In her 1992 study of cross-dressing and cultural anxiety, Vested Interests, Marjorie Garber invites us to look directly at rather than through the figure of the transvestite (9). She sees the cross-dressing figure as a “third term,” one that undoes binaries and thereby creates a “category crisis”: “By ‘category crisis’ I mean a failure of definitional distinction, a borderline that becomes permeable, that permits of border crossings from one (apparently distinct) category to another” (16).1 In Amy Dillwyn’s The Rebecca Rioter: A Story of Killay Life (1880), gangs of cross-dressed men breach physical boundaries in the name of social justice, class, and nationality. But beyond the dramatic account of men smashing tollgates, The Rebecca Rioter is a text invested in a variety of different border crossings, from the purported translation of the original story (from Welsh to English) to the multi-layered transgender ventriloquism of the text’s narrative. Jay Prosser has convincingly argued that we need to disentangle transgender bodies from queer bodies and transgender identity from queer sexuality, but in the case of Dillwyn’s novel, these are deeply and deliberately intertwined. Indeed, as I shall argue, the queer erotic triangle at the heart of the text’s expression of female same-sex desire is contingent on the transgender construction of Evan, who is both one of the cross-dressing rioters and a character who ventriloquizes his genderqueer creator. This essay draws on recent historiography, newly available archival sources, and queer theory to investigate Dillwyn’s representation of trans Victorian identities and acts. In doing so, it claims the novel as a paradigmatic example of Victorian trans literature.

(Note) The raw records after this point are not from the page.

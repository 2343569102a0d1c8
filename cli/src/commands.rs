use crate::dispatch::Launcher;
use crate::error::{CliError, Result};
use anyhow::Context as _;
use comfy_table::{presets::UTF8_FULL, Cell, Color, ContentArrangement, Table};
use common::job::workflow_name_from_path;
use common::{
    Attachment, Config, JobApi, JobCache, JobId, JobRecord, JobStatus, LedgerStore, ResolvedReference,
    Resolver, SubmitRequest, WatchRequest,
};
use std::io::Write;
use std::path::{Path, PathBuf};
use std::str::FromStr;
use std::sync::Arc;

/// Everything a subcommand needs, built once per invocation.
pub struct Context {
    pub config: Config,
    pub ledger: Arc<dyn LedgerStore>,
    pub api: Arc<dyn JobApi>,
    pub cache: JobCache,
}

impl Context {
    pub fn resolve(&self, token: Option<&str>) -> Result<ResolvedReference> {
        let resolver = Resolver::new(self.ledger.as_ref(), &self.config.server.url);
        Ok(resolver.resolve_token(token)?)
    }

    /// Records a server-reported status; the ledger ignores jobs it does not know.
    fn record(&self, job: &ResolvedReference, status: JobStatus) -> Result<()> {
        if self.ledger.update_status(&job.job_id, status)? {
            log::debug!("Ledger: {} -> {}", job.job_id, status);
        }
        Ok(())
    }
}

fn print_json(out: &mut dyn Write, value: &impl serde::Serialize) -> Result<()> {
    let text = serde_json::to_string_pretty(value).context("Failed to render JSON")?;
    writeln!(out, "{}", text).context("Failed to write output")?;
    Ok(())
}

#[derive(Debug, Clone)]
pub struct SubmitArgs {
    pub workflow: PathBuf,
    pub inputs: Option<PathBuf>,
    pub options: Option<PathBuf>,
    pub dependencies: Option<PathBuf>,
}

fn attachment(path: &Path) -> Result<Attachment> {
    let bytes = std::fs::read(path).with_context(|| format!("Failed to read {:?}", path))?;
    let file_name = path
        .file_name()
        .and_then(|n| n.to_str())
        .unwrap_or("workflow")
        .to_string();
    Ok(Attachment { file_name, bytes })
}

pub async fn submit(ctx: &Context, args: &SubmitArgs, out: &mut dyn Write) -> Result<ResolvedReference> {
    let request = SubmitRequest {
        workflow: attachment(&args.workflow)?,
        inputs: args.inputs.as_deref().map(attachment).transpose()?,
        options: args.options.as_deref().map(attachment).transpose()?,
        dependencies: args.dependencies.as_deref().map(attachment).transpose()?,
    };

    let server = ctx.config.server.url.clone();
    let response = ctx.api.submit(&server, &request).await?;
    let id = response.id.clone().ok_or_else(|| common::ApiError::Decode {
        body: serde_json::to_string(&response).unwrap_or_default(),
        reason: "no job id in submit response".to_string(),
    })?;

    let job = ResolvedReference {
        job_id: JobId(id),
        server_url: server,
    };
    let mut record = JobRecord::submitted(job.job_id.clone(), &job.server_url, &workflow_name_from_path(&args.workflow));
    record.last_status = match response.job_status() {
        JobStatus::Unknown => JobStatus::Submitted,
        status => status,
    };
    print_json(out, &response)?;
    ctx.ledger.append(record).map_err(|source| CliError::Unrecorded {
        job_id: job.job_id.clone(),
        source,
    })?;

    let files: Vec<&Path> = [Some(&args.workflow), args.inputs.as_ref(), args.options.as_ref(), args.dependencies.as_ref()]
        .into_iter()
        .flatten()
        .map(|p| p.as_path())
        .collect();
    if let Err(e) = ctx.cache.stash_files(&job.server_url, &job.job_id, &files) {
        log::warn!("Could not keep a copy of the submitted files: {:#}", e);
    }
    Ok(job)
}

pub async fn status(ctx: &Context, token: Option<&str>, out: &mut dyn Write) -> Result<JobStatus> {
    let job = ctx.resolve(token)?;
    let response = ctx.api.status(&job).await?;
    let status = response.job_status();
    ctx.record(&job, status)?;
    print_json(out, &response)?;
    Ok(status)
}

pub async fn logs(ctx: &Context, token: Option<&str>, out: &mut dyn Write) -> Result<()> {
    let job = ctx.resolve(token)?;
    let logs = ctx.api.logs(&job).await?;
    print_json(out, &logs)
}

pub async fn metadata(ctx: &Context, token: Option<&str>, keys: &[String], out: &mut dyn Write) -> Result<()> {
    let job = ctx.resolve(token)?;
    let metadata = ctx.api.metadata(&job, keys).await?;
    if keys.is_empty() {
        match ctx.cache.write_json(&job.server_url, &job.job_id, "metadata.json", &metadata) {
            Ok(path) => log::info!("Saved metadata to {}", path.display()),
            Err(e) => log::warn!("Could not save metadata: {:#}", e),
        }
    }
    print_json(out, &metadata)
}

pub async fn abort(ctx: &Context, token: Option<&str>, out: &mut dyn Write) -> Result<JobStatus> {
    let job = ctx.resolve(token)?;
    let response = ctx.api.abort(&job).await?;
    let status = response.job_status();
    ctx.record(&job, status)?;
    print_json(out, &response)?;
    Ok(status)
}

fn status_color(status: JobStatus) -> Color {
    match status {
        JobStatus::Succeeded => Color::Green,
        JobStatus::Failed => Color::Red,
        JobStatus::Aborted => Color::Magenta,
        JobStatus::Running => Color::Cyan,
        JobStatus::Submitted => Color::Yellow,
        JobStatus::Unknown => Color::Grey,
    }
}

/// Queries every unfinished job so the listing is current.
async fn refresh(ctx: &Context) -> Result<()> {
    let mut seen: Vec<JobId> = Vec::new();
    for record in ctx.ledger.list()? {
        if record.last_status.is_terminal() || seen.contains(&record.job_id) {
            continue;
        }
        seen.push(record.job_id.clone());
        let job = ResolvedReference {
            job_id: record.job_id,
            server_url: record.server_url,
        };
        match ctx.api.status(&job).await {
            Ok(response) => ctx.record(&job, response.job_status())?,
            Err(e) => log::warn!("Could not refresh {}: {}", job.job_id, e),
        }
    }
    Ok(())
}

pub async fn list(ctx: &Context, color: bool, refresh_first: bool, out: &mut dyn Write) -> Result<usize> {
    if refresh_first {
        refresh(ctx).await?;
    }

    let records = ctx.ledger.list()?;
    let mut table = Table::new();
    table
        .load_preset(UTF8_FULL)
        .set_content_arrangement(ContentArrangement::Dynamic)
        .set_header(vec!["#", "Submitted", "Server", "Job ID", "Workflow", "Status"]);
    if color {
        table.enforce_styling();
    } else {
        table.force_no_tty();
    }

    let total = records.len();
    for (i, record) in records.iter().enumerate() {
        let mut status = Cell::new(record.last_status);
        if color {
            status = status.fg(status_color(record.last_status));
        }
        table.add_row(vec![
            Cell::new(format!("-{}", total - i)),
            Cell::new(record.submitted_at.format("%Y-%m-%d %H:%M:%S")),
            Cell::new(&record.server_url),
            Cell::new(&record.job_id),
            Cell::new(&record.workflow_name),
            status,
        ]);
    }

    writeln!(out, "{}", table).context("Failed to write output")?;
    Ok(total)
}

#[derive(Debug, Clone, Default)]
pub struct NotifyArgs {
    pub job: Option<String>,
    pub recipient: Option<String>,
    pub host: Option<String>,
    pub server: Option<String>,
}

fn check_recipient(recipient: Option<&str>) -> Result<String> {
    let recipient = recipient
        .map(str::trim)
        .filter(|r| !r.is_empty())
        .ok_or_else(|| CliError::Recipient("a recipient email address is required".to_string()))?;
    lettre::Address::from_str(recipient)
        .map_err(|e| CliError::Recipient(format!("{:?} is not a usable email address: {}", recipient, e)))?;
    Ok(recipient.to_string())
}

pub async fn notify(
    ctx: &Context,
    launcher: &dyn Launcher,
    args: &NotifyArgs,
    out: &mut dyn Write,
) -> Result<common::DispatchReceipt> {
    let recipient = check_recipient(args.recipient.as_deref())?;
    let mut job = ctx.resolve(args.job.as_deref())?;
    if let Some(server) = &args.server {
        common::api::server_url(server).map_err(|e| CliError::Usage(e.to_string()))?;
        job.server_url = server.clone();
    }

    let mut request = WatchRequest::new(job, &recipient, &common::origin_label());
    request.poll_interval_secs = Some(ctx.config.poll.interval_secs);

    let receipt = match args.host.as_deref() {
        Some(host) => launcher.run_remote(host, &request).await?,
        None => launcher.run_local(&request).await?,
    };
    log::info!("Watching {} from {} (pid {})", request.job_id, receipt.host, receipt.pid);
    print_json(out, &serde_json::json!({
        "id": request.job_id,
        "server": request.server_url,
        "recipient": request.recipient,
        "host": receipt.host,
        "pid": receipt.pid,
    }))?;
    Ok(receipt)
}

#[cfg(test)]
mod tests {
    use super::*;

    #[test]
    fn test_recipient_validation() {
        assert!(matches!(check_recipient(None), Err(CliError::Recipient(_))));
        assert!(matches!(check_recipient(Some("  ")), Err(CliError::Recipient(_))));
        assert!(matches!(check_recipient(Some("bob")), Err(CliError::Recipient(_))));
        assert_eq!(check_recipient(Some(" bob@example.org ")).unwrap(), "bob@example.org");
    }
}
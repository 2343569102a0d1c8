use clap::{Parser, Subcommand};
use common::{Config, FileLedger, HttpJobApi, JobCache};
use lunaflow::commands::{self, Context, NotifyArgs, SubmitArgs};
use lunaflow::dispatch::{DaemonLauncher, SshExecutor};
use lunaflow::error::{CliError, EXIT_OK};
use std::path::PathBuf;
use std::process::ExitCode;
use std::sync::Arc;

#[derive(Parser)]
#[command(author, version, about, long_about = None)]
struct Cli {
    /// Workflow server URL, overriding config and LUNAFLOW_SERVER
    #[arg(long = "server", global = true)]
    server_url: Option<String>,
    /// Config file (.yaml or .toml)
    #[arg(long, global = true)]
    config: Option<PathBuf>,
    #[command(subcommand)]
    command: Commands,
}

#[derive(Subcommand)]
enum Commands {
    /// Submit a workflow
    Submit {
        /// Workflow definition file
        workflow: PathBuf,
        /// Inputs JSON
        #[arg(short, long)]
        inputs: Option<PathBuf>,
        /// Workflow options JSON
        #[arg(short, long)]
        options: Option<PathBuf>,
        /// Zip of imported workflow files
        #[arg(short, long)]
        dependencies: Option<PathBuf>,
    },
    /// Show a job's status (default: the last submitted job)
    Status {
        /// Job id, or -N for the N-th most recent job
        #[arg(allow_hyphen_values = true)]
        job: Option<String>,
    },
    /// Show a job's call logs
    Logs {
        #[arg(allow_hyphen_values = true)]
        job: Option<String>,
    },
    /// Show a job's metadata
    Metadata {
        #[arg(allow_hyphen_values = true)]
        job: Option<String>,
        /// Only include these metadata keys
        #[arg(short = 'k', long = "key")]
        keys: Vec<String>,
    },
    /// Abort a running job
    Abort {
        #[arg(allow_hyphen_values = true)]
        job: Option<String>,
    },
    /// List submitted jobs
    List {
        /// Colour the status column
        #[arg(long)]
        color: bool,
        /// Ask the server for the current status of unfinished jobs first
        #[arg(long)]
        refresh: bool,
    },
    /// Email a recipient when a job finishes
    Notify {
        /// Job id, or -N for the N-th most recent job
        #[arg(short, long, allow_hyphen_values = true)]
        job: Option<String>,
        /// Email address to notify
        recipient: Option<String>,
        /// Run the watcher on this host over ssh instead of locally
        host: Option<String>,
        /// Workflow server of the job, if not the one in the ledger
        #[arg(value_name = "SERVER", value_parser = parse_server)]
        job_server: Option<String>,
    },
}

fn parse_server(s: &str) -> Result<String, String> {
    common::api::server_url(s).map_err(|e| e.to_string())?;
    Ok(s.to_string())
}

fn load_config(cli: &Cli) -> anyhow::Result<Config> {
    let mut config = match &cli.config {
        Some(path) => {
            let mut config = Config::from_file(path)?;
            config.apply_env(|key| std::env::var(key).ok());
            config
        }
        None => Config::load()?,
    };
    if let Some(url) = &cli.server_url {
        config.server.url = url.clone();
    }
    Ok(config)
}

async fn run(cli: Cli) -> lunaflow::Result<()> {
    let config = load_config(&cli)?;
    let api = HttpJobApi::new(config.server.connect_timeout(), config.server.request_timeout())?;
    let ctx = Context {
        ledger: Arc::new(FileLedger::new(&config.ledger.path)),
        cache: JobCache::new(&config.ledger.cache_dir),
        api: Arc::new(api),
        config,
    };
    let mut stdout = std::io::stdout();

    match cli.command {
        Commands::Submit { workflow, inputs, options, dependencies } => {
            let args = SubmitArgs { workflow, inputs, options, dependencies };
            commands::submit(&ctx, &args, &mut stdout).await?;
        }
        Commands::Status { job } => {
            commands::status(&ctx, job.as_deref(), &mut stdout).await?;
        }
        Commands::Logs { job } => commands::logs(&ctx, job.as_deref(), &mut stdout).await?,
        Commands::Metadata { job, keys } => {
            commands::metadata(&ctx, job.as_deref(), &keys, &mut stdout).await?
        }
        Commands::Abort { job } => {
            commands::abort(&ctx, job.as_deref(), &mut stdout).await?;
        }
        Commands::List { color, refresh } => {
            commands::list(&ctx, color, refresh, &mut stdout).await?;
        }
        Commands::Notify { job, recipient, host, job_server } => {
            let config_path = cli
                .config
                .as_ref()
                .map(|path| std::fs::canonicalize(path).unwrap_or_else(|_| path.clone()));
            let launcher = DaemonLauncher::new(
                common::detach::daemon_binary(),
                &ctx.config.remote.install_dir,
                SshExecutor::new(&ctx.config.remote.ssh_program, &ctx.config.remote.scp_program),
            )
            .with_config(config_path);
            let args = NotifyArgs { job, recipient, host, server: job_server };
            commands::notify(&ctx, &launcher, &args, &mut stdout).await?;
        }
    }
    Ok(())
}

#[tokio::main]
async fn main() -> ExitCode {
    env_logger::Builder::from_env(env_logger::Env::default().default_filter_or("warn")).init();
    let cli = Cli::parse();

    match run(cli).await {
        Ok(()) => ExitCode::from(EXIT_OK as u8),
        Err(e) => {
            eprintln!("error: {}", one_line(&e));
            ExitCode::from(e.exit_code() as u8)
        }
    }
}

fn one_line(e: &CliError) -> String {
    match e {
        CliError::Other(inner) => format!("{:#}", inner),
        other => other.to_string(),
    }
    .replace('\n', " ")
}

Published nearly forty years after the popular uprisings of 1839–43 known as the Rebecca Riots, Dillwyn’s novel is closely based on historical events in which large gangs of protesters—mainly men dressed in female costume— destroyed hundreds of tollgates, liberated a workhouse, and conducted campaigns of protest and intimidation. The riots began in the face of an agricultural depression and focused on removing the numerous and costly tollgates run by turnpike trusts, but the movement that became known as “Rebeccaism” expanded to protest elements of the New Poor Law, absentee landlords, and other issues of social justice. There was an element of [End Page 113] nationalist protest in some of Rebecca’s declarations (Williams 192), and historical research suggests that there were also links between the Chartist movement stirring in industrial South East Wales and the Rebecca uprisings in the rural west (Williams 150–57). From the outset, Rebecca and her daughters (as the rioters were known) went about their protests wearing women’s clothing: often a white smock-like garment or a bedgown, bonnet, and shawl in keeping with the attire of farmers’ and labourers’ wives, though they occasionally sported more lavish wigs and dresses. Rebecca, referred to in contemporary accounts in the third person to mean the leader of a particular riot, the wider body of men (who are also her children/daughters), and the movement itself, took her name from the Book of Genesis: “let thy seed possess the gate of those which hate them” (King James Bible, Gen. 24.60). Another widely circulated folk story is that the burly leader of the first riot borrowed his costume from Becca Mawr of Llangolman.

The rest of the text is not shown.